“The Perfect Match” opens with two guys betting their playboy best pal that he can’t settle down with Ms. Right, and it ends with a wedding, but these tried-and-true set pieces turn out to be as inconsequential as everything and everyone else in this completely disposable movie. It doggedly follows the well-worn rom-com path, down to saving all the personality and occasional laughs — very, very occasional ones — for the supporting cast.
Former BET and E! host Terrence Jenkins, who rarely lets his focus-group-approved affability down long enough to give a performance here, stars as Charlie Mac. During the week, he’s a successful agent — apparently pulling down the kind of salary that affords him a Hollywood Hills house that’s somewhere between “movie star love nest” and “Bond villain lair” — while in his substantial free time, he takes photos for his devoted Instagram following.
Charlie loves and leaves the ladies, much to the consternation of his coupled pals, who have problems of their own: Rick (Donald Faison) and Pressie (Dascha Polanco, “Joy”) are trying to get pregnant, while Victor (Robert Christopher Riley, “Hit the Floor”) is stressing out over his impending, and increasingly expensive, wedding to Ginger (Lauren London). When he meets Eva (Cassie Ventura, “Step Up 2: The Streets”), Charlie thinks he’s hit the jackpot, since she too wants to keep things fun, casual, and strings-free.

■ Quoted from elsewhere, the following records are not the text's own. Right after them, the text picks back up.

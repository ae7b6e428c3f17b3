//! Integration testing helper functions.

use playlist_scrape::{Config, Error};
use std::env;
use std::fs;
use std::path::PathBuf;

pub fn setup(mut args: Vec<&str>) -> Result<Config, Error> {
    args.insert(0, "playlist-scrape");
    let args = args.into_iter().map(|s| String::from(s));
    Config::build(args)
}

/// A fresh, empty directory under the system temp dir.
pub fn create_dir(name: &str) -> PathBuf {
    let dir = env::temp_dir().join(format!("playlist-scrape-test-{}", name));
    if dir.exists() {
        fs::remove_dir_all(&dir).unwrap();
    }
    fs::create_dir_all(&dir).unwrap();
    dir
}

/// Remove the directory and all its contents.
pub fn destroy(dir: PathBuf) {
    fs::remove_dir_all(dir).unwrap();
}

pub fn read(path: PathBuf) -> String {
    fs::read_to_string(path).unwrap()
}

/// Write the `contents` to the file at `path`, replacing whatever was there.
pub fn write(path: &PathBuf, contents: &str) {
    fs::write(path, contents).unwrap();
}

“The Perfect Match” would have us believe that Charlie falls hard for Eva, and that he’s shattered when she doesn’t want to take the next step with him, but Charlie and Eva have both been presented as such hollow outlines that it’s hard to buy his meltdown. While Jenkins is at least amiably blank, Ventura radiates discomfort for most of the film, blossoming only in a sequence in which she models for Charlie.
That modeling, incidentally, takes place in an area of Venice, California, that Charlie promised would be “gritty” and “interesting,” and then turns out to be an intersection in the middle of town. That’s about par for the course, since cinematographer Tommy Maddox-Upshaw shoots lots of Southern California locations — from the beach to Charlie’s manse to swanky bistros to a West Hollywood Fatburger — and makes most of them look flat and overcast.

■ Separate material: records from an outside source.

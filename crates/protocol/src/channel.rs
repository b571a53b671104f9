//! Shared-memory command channel.
//!
//! One fixed-size segment holds exactly one [`Message`]; a cross-process
//! advisory file lock guards every copy in or out of it. The segment file
//! lives next to a `.lock` file; both are process-wide singletons for the
//! service's lifetime.
//!
//! The advisory lock only excludes other processes, so the channel pairs
//! it with an in-process mutex around the mapping. Lock hold time is one
//! slot copy.

use crate::message::{Command, FileInfo, Message, MsgKind, ProtocolError};
use fs2::FileExt as _;
use memmap2::MmapMut;
use parking_lot::Mutex;
use std::fs::{File, OpenOptions};
use std::path::{Path, PathBuf};
use std::time::{Duration, Instant};
use thiserror::Error;

/// Default segment path for the fsentry channel.
pub const DEFAULT_SEGMENT_PATH: &str = "/run/fsentry/fsentry.shm";

/// Environment variable overriding the segment path.
pub const SEGMENT_ENV_VAR: &str = "FSENTRY_SEGMENT";

/// Shortest sleep between handshake polls.
pub const POLL_BACKOFF_MIN: Duration = Duration::from_micros(10);

/// Longest sleep between handshake polls.
pub const POLL_BACKOFF_MAX: Duration = Duration::from_millis(5);

/// Error type for channel operations.
#[derive(Debug, Error)]
pub enum ChannelError {
    /// IO error on the segment or lock file.
    #[error("io error: {0}")]
    Io(#[from] std::io::Error),

    /// Slot contents failed to decode.
    #[error(transparent)]
    Protocol(#[from] ProtocolError),

    /// Existing segment file has the wrong size for this protocol.
    #[error("segment has wrong size: expected {expected} bytes, found {found}")]
    BadSegmentSize { expected: usize, found: u64 },

    /// The caller stopped polling before the peer freed the slot.
    #[error("channel polling cancelled")]
    Cancelled,
}

/// Resolve the segment path: `FSENTRY_SEGMENT` env var, else the default.
#[must_use]
pub fn segment_path() -> PathBuf {
    std::env::var(SEGMENT_ENV_VAR)
        .map(PathBuf::from)
        .unwrap_or_else(|_| PathBuf::from(DEFAULT_SEGMENT_PATH))
}

/// Resolve the segment path, using `XDG_RUNTIME_DIR` as fallback.
///
/// Resolution order:
/// 1. `FSENTRY_SEGMENT` environment variable
/// 2. `$XDG_RUNTIME_DIR/fsentry.shm` (if `XDG_RUNTIME_DIR` is set)
/// 3. Default: `/run/fsentry/fsentry.shm`
#[must_use]
pub fn segment_path_with_xdg_fallback() -> PathBuf {
    if let Ok(path) = std::env::var(SEGMENT_ENV_VAR) {
        return PathBuf::from(path);
    }
    if let Ok(runtime_dir) = std::env::var("XDG_RUNTIME_DIR") {
        return PathBuf::from(runtime_dir).join("fsentry.shm");
    }
    PathBuf::from(DEFAULT_SEGMENT_PATH)
}

fn lock_path(segment: &Path) -> PathBuf {
    let mut path = segment.as_os_str().to_owned();
    path.push(".lock");
    PathBuf::from(path)
}

fn next_backoff(current: Duration) -> Duration {
    (current * 2).min(POLL_BACKOFF_MAX)
}

/// The shared single-slot channel: a mapped segment plus its lock pair.
pub struct IpcChannel {
    map: Mutex<MmapMut>,
    lock_file: File,
}

impl std::fmt::Debug for IpcChannel {
    fn fmt(&self, f: &mut std::fmt::Formatter<'_>) -> std::fmt::Result {
        f.debug_struct("IpcChannel")
            .field("slot_len", &Message::ENCODED_LEN)
            .finish()
    }
}

impl IpcChannel {
    /// Create the segment (server side).
    ///
    /// The cross-process lock is held for the whole initialization and
    /// released only once the slot is zeroed, so a client attaching early
    /// never observes a half-built segment. Any failure here is fatal for
    /// startup.
    pub fn create(segment: &Path) -> Result<Self, ChannelError> {
        if let Some(parent) = segment.parent()
            && !parent.as_os_str().is_empty()
        {
            std::fs::create_dir_all(parent)?;
        }
        let file = OpenOptions::new()
            .read(true)
            .write(true)
            .create(true)
            .truncate(false)
            .open(segment)?;
        file.set_len(Message::ENCODED_LEN as u64)?;
        let lock_file = OpenOptions::new()
            .read(true)
            .write(true)
            .create(true)
            .truncate(false)
            .open(lock_path(segment))?;

        lock_file.lock_exclusive()?;
        // SAFETY: the mapping is backed by a file we created with the exact
        // slot length and keep open for the channel's lifetime; all slot
        // access is serialized through the lock pair.
        let mut map = unsafe { MmapMut::map_mut(&file)? };
        map.fill(0);
        map.flush()?;
        lock_file.unlock()?;

        Ok(Self {
            map: Mutex::new(map),
            lock_file,
        })
    }

    /// Attach to an existing segment (client side, tests).
    pub fn open(segment: &Path) -> Result<Self, ChannelError> {
        let file = OpenOptions::new().read(true).write(true).open(segment)?;
        let found = file.metadata()?.len();
        if found != Message::ENCODED_LEN as u64 {
            return Err(ChannelError::BadSegmentSize {
                expected: Message::ENCODED_LEN,
                found,
            });
        }
        let lock_file = OpenOptions::new()
            .read(true)
            .write(true)
            .create(true)
            .truncate(false)
            .open(lock_path(segment))?;
        // SAFETY: see `create`; the size check above pins the mapped extent.
        let map = unsafe { MmapMut::map_mut(&file)? };
        Ok(Self {
            map: Mutex::new(map),
            lock_file,
        })
    }

    /// Atomically copy a message into the slot.
    pub fn write_message(
        &self,
        kind: MsgKind,
        command: Command,
        info: &FileInfo,
    ) -> Result<(), ChannelError> {
        let bytes = Message::new(kind, command, info.clone()).to_bytes()?;
        let mut map = self.map.lock();
        self.lock_file.lock_exclusive()?;
        map[..Message::ENCODED_LEN].copy_from_slice(&bytes);
        self.lock_file.unlock()?;
        Ok(())
    }

    /// Atomically copy the current message out of the slot.
    pub fn read_current(&self) -> Result<Message, ChannelError> {
        let mut bytes = [0u8; Message::ENCODED_LEN];
        {
            let map = self.map.lock();
            self.lock_file.lock_exclusive()?;
            bytes.copy_from_slice(&map[..Message::ENCODED_LEN]);
            self.lock_file.unlock()?;
        }
        Ok(Message::from_bytes(&bytes)?)
    }

    /// Server-side blocking send: wait for the client to consume the
    /// previous response, then write this one.
    ///
    /// Polls with exponential backoff. `keep_polling` is checked between
    /// polls so shutdown is not wedged by an absent client.
    pub fn send(
        &self,
        command: Command,
        info: &FileInfo,
        keep_polling: impl Fn() -> bool,
    ) -> Result<(), ChannelError> {
        let mut backoff = POLL_BACKOFF_MIN;
        while self.read_current()?.kind == MsgKind::Response {
            if !keep_polling() {
                return Err(ChannelError::Cancelled);
            }
            std::thread::sleep(backoff);
            backoff = next_backoff(backoff);
        }
        self.write_message(MsgKind::Response, command, info)
    }
}

/// Error type for client requests.
#[derive(Debug, Error)]
pub enum ClientError {
    /// Transport failure.
    #[error(transparent)]
    Channel(#[from] ChannelError),

    /// Server rejected the request argument.
    #[error("request argument rejected by the server")]
    BadArgument,

    /// Server hit an internal failure while dispatching.
    #[error("server error while dispatching the request")]
    Server,

    /// Response carried a command that is not a valid reply.
    #[error("unexpected reply command: {0:?}")]
    UnexpectedReply(Command),

    /// No terminal response arrived in time.
    #[error("timed out waiting for a response")]
    TimedOut,
}

/// Client-side view of the channel: one request, one response stream.
#[derive(Debug)]
pub struct IpcClient {
    channel: IpcChannel,
}

impl IpcClient {
    /// Attach to the server's segment.
    pub fn connect(segment: &Path) -> Result<Self, ChannelError> {
        Ok(Self {
            channel: IpcChannel::open(segment)?,
        })
    }

    /// Issue one request and collect its full response stream.
    ///
    /// Streamed replies return the `Continue` payloads in order; a single
    /// `None` reply carrying a non-empty payload (a `Search` hit) returns
    /// that payload alone. Each consumed response frees the slot for the
    /// server's next write.
    pub fn request(
        &self,
        command: Command,
        info: &FileInfo,
        timeout: Duration,
    ) -> Result<Vec<FileInfo>, ClientError> {
        let deadline = Instant::now() + timeout;
        self.wait_slot_free(deadline)?;
        self.channel
            .write_message(MsgKind::Request, command, info)?;

        let mut items = Vec::new();
        let mut backoff = POLL_BACKOFF_MIN;
        loop {
            let msg = self.channel.read_current()?;
            if msg.kind != MsgKind::Response {
                if Instant::now() >= deadline {
                    return Err(ClientError::TimedOut);
                }
                std::thread::sleep(backoff);
                backoff = next_backoff(backoff);
                continue;
            }
            // Mark the slot consumed before acting on the payload; the
            // server will not overwrite an unconsumed response.
            self.channel
                .write_message(MsgKind::Empty, Command::None, &FileInfo::empty())?;
            backoff = POLL_BACKOFF_MIN;
            match msg.command {
                Command::Continue => items.push(msg.info),
                Command::None => {
                    if items.is_empty() && !msg.info.is_empty_path() {
                        items.push(msg.info);
                    }
                    return Ok(items);
                }
                Command::ErrorBadArg => return Err(ClientError::BadArgument),
                Command::Error => return Err(ClientError::Server),
                other => return Err(ClientError::UnexpectedReply(other)),
            }
        }
    }

    fn wait_slot_free(&self, deadline: Instant) -> Result<(), ClientError> {
        let mut backoff = POLL_BACKOFF_MIN;
        while self.channel.read_current()?.kind != MsgKind::Empty {
            if Instant::now() >= deadline {
                return Err(ClientError::TimedOut);
            }
            std::thread::sleep(backoff);
            backoff = next_backoff(backoff);
        }
        Ok(())
    }
}

#[cfg(test)]
mod tests {
    use super::*;
    use std::path::PathBuf;

    fn segment_file() -> (tempfile::TempDir, PathBuf) {
        let dir = tempfile::tempdir().unwrap();
        let path = dir.path().join("slot.shm");
        (dir, path)
    }

    fn info_for(path: &str) -> FileInfo {
        let mut info = FileInfo::empty();
        info.path = PathBuf::from(path);
        info.size = 10;
        info
    }

    #[test]
    fn test_create_zeroes_slot() {
        let (_dir, path) = segment_file();
        let channel = IpcChannel::create(&path).unwrap();
        let msg = channel.read_current().unwrap();
        assert_eq!(msg.kind, MsgKind::Empty);
        assert_eq!(msg.command, Command::None);
    }

    #[test]
    fn test_create_rezeroes_stale_segment() {
        let (_dir, path) = segment_file();
        {
            let channel = IpcChannel::create(&path).unwrap();
            channel
                .write_message(MsgKind::Response, Command::Continue, &info_for("/stale"))
                .unwrap();
        }
        let channel = IpcChannel::create(&path).unwrap();
        assert_eq!(channel.read_current().unwrap().kind, MsgKind::Empty);
    }

    #[test]
    fn test_open_rejects_wrong_size() {
        let (_dir, path) = segment_file();
        std::fs::write(&path, b"too small").unwrap();
        let err = IpcChannel::open(&path).unwrap_err();
        assert!(matches!(err, ChannelError::BadSegmentSize { .. }));
    }

    #[test]
    fn test_write_read_through_two_handles() {
        let (_dir, path) = segment_file();
        let server = IpcChannel::create(&path).unwrap();
        let client = IpcChannel::open(&path).unwrap();

        let info = info_for("/srv/data/x.bin");
        client
            .write_message(MsgKind::Request, Command::Search, &info)
            .unwrap();

        let seen = server.read_current().unwrap();
        assert_eq!(seen.kind, MsgKind::Request);
        assert_eq!(seen.command, Command::Search);
        assert_eq!(seen.info, info);
    }

    #[test]
    fn test_send_waits_for_consumption() {
        let (_dir, path) = segment_file();
        let server = std::sync::Arc::new(IpcChannel::create(&path).unwrap());
        // Slot already holds an unconsumed response.
        server
            .write_message(MsgKind::Response, Command::Continue, &info_for("/first"))
            .unwrap();

        let consumer = IpcChannel::open(&path).unwrap();
        let server2 = std::sync::Arc::clone(&server);
        let sender = std::thread::spawn(move || {
            server2.send(Command::None, &FileInfo::empty(), || true)
        });

        // Give the sender time to start polling, then consume.
        std::thread::sleep(Duration::from_millis(20));
        let first = consumer.read_current().unwrap();
        assert_eq!(first.info.path, PathBuf::from("/first"));
        consumer
            .write_message(MsgKind::Empty, Command::None, &FileInfo::empty())
            .unwrap();

        sender.join().unwrap().unwrap();
        let second = consumer.read_current().unwrap();
        assert_eq!(second.kind, MsgKind::Response);
        assert_eq!(second.command, Command::None);
    }

    #[test]
    fn test_send_cancelled_when_polling_stops() {
        let (_dir, path) = segment_file();
        let server = IpcChannel::create(&path).unwrap();
        server
            .write_message(MsgKind::Response, Command::Continue, &info_for("/stuck"))
            .unwrap();
        let err = server
            .send(Command::None, &FileInfo::empty(), || false)
            .unwrap_err();
        assert!(matches!(err, ChannelError::Cancelled));
    }

    #[test]
    fn test_client_times_out_without_server() {
        let (_dir, path) = segment_file();
        let _server = IpcChannel::create(&path).unwrap();
        let client = IpcClient::connect(&path).unwrap();
        let err = client
            .request(
                Command::GetAllFiles,
                &FileInfo::empty(),
                Duration::from_millis(50),
            )
            .unwrap_err();
        assert!(matches!(err, ClientError::TimedOut));
    }
}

With talented pros like London, Faison and Joe Pantoliano trying to wrest whatever they can from underwritten roles, it’s the walk-ons that steal the show; Paula Patton livens up the film periodically by popping up as Charlie’s sister, an advice-dispensing therapist, while Brandy Norwood, Kali Hawk and Robin Givens score the film’s only big laughs in cameos as, respectively, a pop diva, her frazzled assistant, and a keyed-up wedding planner.
Brandon Broussard, Gary Hardwick and Dana Verde’s choppy screenplay gets similarly uneven treatment from director Bille Woodruff (“Honey,” “Beauty Shop”), and the result is the kind of tossed-off movie that doesn’t even provide the comfort-food delights of a well-made formulaic genre film. Neither the central romance, nor the movie around it, ever catches fire.